• What the exercise asks: Give the following records again in full and without alteration.

═══ Given data

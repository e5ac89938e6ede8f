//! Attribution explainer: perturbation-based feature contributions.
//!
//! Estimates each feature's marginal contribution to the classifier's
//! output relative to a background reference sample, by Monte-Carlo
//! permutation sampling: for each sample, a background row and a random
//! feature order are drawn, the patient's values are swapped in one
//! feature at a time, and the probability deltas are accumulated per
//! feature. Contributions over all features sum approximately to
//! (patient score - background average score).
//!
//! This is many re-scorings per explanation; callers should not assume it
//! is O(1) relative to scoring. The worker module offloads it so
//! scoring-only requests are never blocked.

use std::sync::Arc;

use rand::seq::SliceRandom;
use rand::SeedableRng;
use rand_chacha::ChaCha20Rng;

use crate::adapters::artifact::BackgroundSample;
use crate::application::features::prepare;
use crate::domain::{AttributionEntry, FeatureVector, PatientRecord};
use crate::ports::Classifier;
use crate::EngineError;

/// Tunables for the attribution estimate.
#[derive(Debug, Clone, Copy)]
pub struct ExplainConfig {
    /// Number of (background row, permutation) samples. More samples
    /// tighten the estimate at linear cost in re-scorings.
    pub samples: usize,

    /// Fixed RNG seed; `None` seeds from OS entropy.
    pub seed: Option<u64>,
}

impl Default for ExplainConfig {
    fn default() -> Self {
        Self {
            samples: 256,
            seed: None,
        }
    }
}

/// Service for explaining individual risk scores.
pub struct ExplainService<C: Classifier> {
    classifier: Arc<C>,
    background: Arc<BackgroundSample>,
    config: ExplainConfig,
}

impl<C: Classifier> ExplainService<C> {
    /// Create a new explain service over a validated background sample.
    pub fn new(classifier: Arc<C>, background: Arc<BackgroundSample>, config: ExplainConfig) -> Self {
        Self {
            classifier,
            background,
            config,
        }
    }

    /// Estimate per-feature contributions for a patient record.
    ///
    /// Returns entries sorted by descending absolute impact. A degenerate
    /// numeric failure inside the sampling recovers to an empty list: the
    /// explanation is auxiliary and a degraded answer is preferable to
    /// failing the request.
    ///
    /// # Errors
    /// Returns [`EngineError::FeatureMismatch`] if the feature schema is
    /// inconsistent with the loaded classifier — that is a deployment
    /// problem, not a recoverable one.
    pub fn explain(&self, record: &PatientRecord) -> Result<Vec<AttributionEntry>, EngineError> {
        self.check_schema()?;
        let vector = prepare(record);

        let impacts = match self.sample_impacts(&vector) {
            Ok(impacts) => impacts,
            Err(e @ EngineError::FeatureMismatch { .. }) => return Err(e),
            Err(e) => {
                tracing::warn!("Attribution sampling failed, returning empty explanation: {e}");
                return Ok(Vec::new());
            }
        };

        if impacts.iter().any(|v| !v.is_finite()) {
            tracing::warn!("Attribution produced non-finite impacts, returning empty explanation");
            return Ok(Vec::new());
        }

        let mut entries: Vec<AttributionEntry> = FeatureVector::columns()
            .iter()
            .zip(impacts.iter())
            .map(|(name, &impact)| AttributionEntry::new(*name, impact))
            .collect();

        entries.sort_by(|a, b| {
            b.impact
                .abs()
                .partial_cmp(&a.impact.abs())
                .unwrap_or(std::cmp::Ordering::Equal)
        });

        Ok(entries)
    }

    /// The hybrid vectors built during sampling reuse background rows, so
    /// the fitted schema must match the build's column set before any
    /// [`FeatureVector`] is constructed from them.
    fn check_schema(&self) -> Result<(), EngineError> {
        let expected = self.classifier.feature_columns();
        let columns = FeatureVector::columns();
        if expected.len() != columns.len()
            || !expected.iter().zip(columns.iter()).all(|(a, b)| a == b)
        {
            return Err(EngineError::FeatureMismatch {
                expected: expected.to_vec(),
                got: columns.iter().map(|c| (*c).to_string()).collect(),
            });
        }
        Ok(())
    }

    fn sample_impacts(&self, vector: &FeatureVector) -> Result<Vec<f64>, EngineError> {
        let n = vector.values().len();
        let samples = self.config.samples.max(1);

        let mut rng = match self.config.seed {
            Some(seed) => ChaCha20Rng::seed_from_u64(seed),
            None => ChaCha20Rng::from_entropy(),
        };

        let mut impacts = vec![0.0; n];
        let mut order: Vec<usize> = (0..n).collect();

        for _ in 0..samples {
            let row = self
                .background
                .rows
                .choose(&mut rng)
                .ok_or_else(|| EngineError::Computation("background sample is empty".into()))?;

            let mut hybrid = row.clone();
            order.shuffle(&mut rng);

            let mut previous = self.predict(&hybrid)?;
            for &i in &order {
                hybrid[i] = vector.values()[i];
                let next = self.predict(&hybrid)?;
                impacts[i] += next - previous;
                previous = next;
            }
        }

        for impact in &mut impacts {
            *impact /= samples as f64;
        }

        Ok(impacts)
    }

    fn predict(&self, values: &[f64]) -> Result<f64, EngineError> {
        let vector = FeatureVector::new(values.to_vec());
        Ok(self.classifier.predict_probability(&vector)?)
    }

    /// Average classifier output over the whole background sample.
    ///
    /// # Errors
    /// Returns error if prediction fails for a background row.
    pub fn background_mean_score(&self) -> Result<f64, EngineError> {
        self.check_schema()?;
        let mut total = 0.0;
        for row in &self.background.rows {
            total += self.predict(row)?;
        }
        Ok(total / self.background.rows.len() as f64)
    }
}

══════

• Completed task:
repository e5ac89938e6ede8f
//! Attribution explainer: perturbation-based feature contributions.
//!
//! Estimates each feature's marginal contribution to the classifier's
//! output relative to a background reference sample, by Monte-Carlo
//! permutation sampling: for each sample, a background row and a random
//! feature order are drawn, the patient's values are swapped in one
//! feature at a time, and the probability deltas are accumulated per
//! feature. Contributions over all features sum approximately to
//! (patient score - background average score).
//!
//! This is many re-scorings per explanation; callers should not assume it
//! is O(1) relative to scoring. The worker module offloads it so
//! scoring-only requests are never blocked.

use std::sync::Arc;

use rand::seq::SliceRandom;
use rand::SeedableRng;
use rand_chacha::ChaCha20Rng;

use crate::adapters::artifact::BackgroundSample;
use crate::application::features::prepare;
use crate::domain::{AttributionEntry, FeatureVector, PatientRecord};
use crate::ports::Classifier;
use crate::EngineError;

/// Tunables for the attribution estimate.
#[derive(Debug, Clone, Copy)]
pub struct ExplainConfig {
    /// Number of (background row, permutation) samples. More samples
    /// tighten the estimate at linear cost in re-scorings.
    pub samples: usize,

    /// Fixed RNG seed; `None` seeds from OS entropy.
    pub seed: Option<u64>,
}

impl Default for ExplainConfig {
    fn default() -> Self {
        Self {
            samples: 256,
            seed: None,
        }
    }
}

/// Service for explaining individual risk scores.
pub struct ExplainService<C: Classifier> {
    classifier: Arc<C>,
    background: Arc<BackgroundSample>,
    config: ExplainConfig,
}

impl<C: Classifier> ExplainService<C> {
    /// Create a new explain service over a validated background sample.
    pub fn new(classifier: Arc<C>, background: Arc<BackgroundSample>, config: ExplainConfig) -> Self {
        Self {
            classifier,
            background,
            config,
        }
    }

    /// Estimate per-feature contributions for a patient record.
    ///
    /// Returns entries sorted by descending absolute impact. A degenerate
    /// numeric failure inside the sampling recovers to an empty list: the
    /// explanation is auxiliary and a degraded answer is preferable to
    /// failing the request.
    ///
    /// # Errors
    /// Returns [`EngineError::FeatureMismatch`] if the feature schema is
    /// inconsistent with the loaded classifier — that is a deployment
    /// problem, not a recoverable one.
    pub fn explain(&self, record: &PatientRecord) -> Result<Vec<AttributionEntry>, EngineError> {
        self.check_schema()?;
        let vector = prepare(record);

        let impacts = match self.sample_impacts(&vector) {
            Ok(impacts) => impacts,
            Err(e @ EngineError::FeatureMismatch { .. }) => return Err(e),
            Err(e) => {
                tracing::warn!("Attribution sampling failed, returning empty explanation: {e}");
                return Ok(Vec::new());
            }
        };

        if impacts.iter().any(|v| !v.is_finite()) {
            tracing::warn!("Attribution produced non-finite impacts, returning empty explanation");
            return Ok(Vec::new());
        }

        let mut entries: Vec<AttributionEntry> = FeatureVector::columns()
            .iter()
            .zip(impacts.iter())
            .map(|(name, &impact)| AttributionEntry::new(*name, impact))
            .collect();

        entries.sort_by(|a, b| {
            b.impact
                .abs()
                .partial_cmp(&a.impact.abs())
                .unwrap_or(std::cmp::Ordering::Equal)
        });

        Ok(entries)
    }

    /// The hybrid vectors built during sampling reuse background rows, so
    /// the fitted schema must match the build's column set before any
    /// [`FeatureVector`] is constructed from them.
    fn check_schema(&self) -> Result<(), EngineError> {
        let expected = self.classifier.feature_columns();
        let columns = FeatureVector::columns();
        if expected.len() != columns.len()
            || !expected.iter().zip(columns.iter()).all(|(a, b)| a == b)
        {
            return Err(EngineError::FeatureMismatch {
                expected: expected.to_vec(),
                got: columns.iter().map(|c| (*c).to_string()).collect(),
            });
        }
        Ok(())
    }

    fn sample_impacts(&self, vector: &FeatureVector) -> Result<Vec<f64>, EngineError> {
        let n = vector.values().len();
        let samples = self.config.samples.max(1);

        let mut rng = match self.config.seed {
            Some(seed) => ChaCha20Rng::seed_from_u64(seed),
            None => ChaCha20Rng::from_entropy(),
        };

        let mut impacts = vec![0.0; n];
        let mut order: Vec<usize> = (0..n).collect();

        for _ in 0..samples {
            let row = self
                .background
                .rows
                .choose(&mut rng)
                .ok_or_else(|| EngineError::Computation("background sample is empty".into()))?;

            let mut hybrid = row.clone();
            order.shuffle(&mut rng);

            let mut previous = self.predict(&hybrid)?;
            for &i in &order {
                hybrid[i] = vector.values()[i];
                let next = self.predict(&hybrid)?;
                impacts[i] += next - previous;
                previous = next;
            }
        }

        for impact in &mut impacts {
            *impact /= samples as f64;
        }

        Ok(impacts)
    }

    fn predict(&self, values: &[f64]) -> Result<f64, EngineError> {
        let vector = FeatureVector::new(values.to_vec());
        Ok(self.classifier.predict_probability(&vector)?)
    }

    /// Average classifier output over the whole background sample.
    ///
    /// # Errors
    /// Returns error if prediction fails for a background row.
    pub fn background_mean_score(&self) -> Result<f64, EngineError> {
        self.check_schema()?;
        let mut total = 0.0;
        for row in &self.background.rows {
            total += self.predict(row)?;
        }
        Ok(total / self.background.rows.len() as f64)
    }
}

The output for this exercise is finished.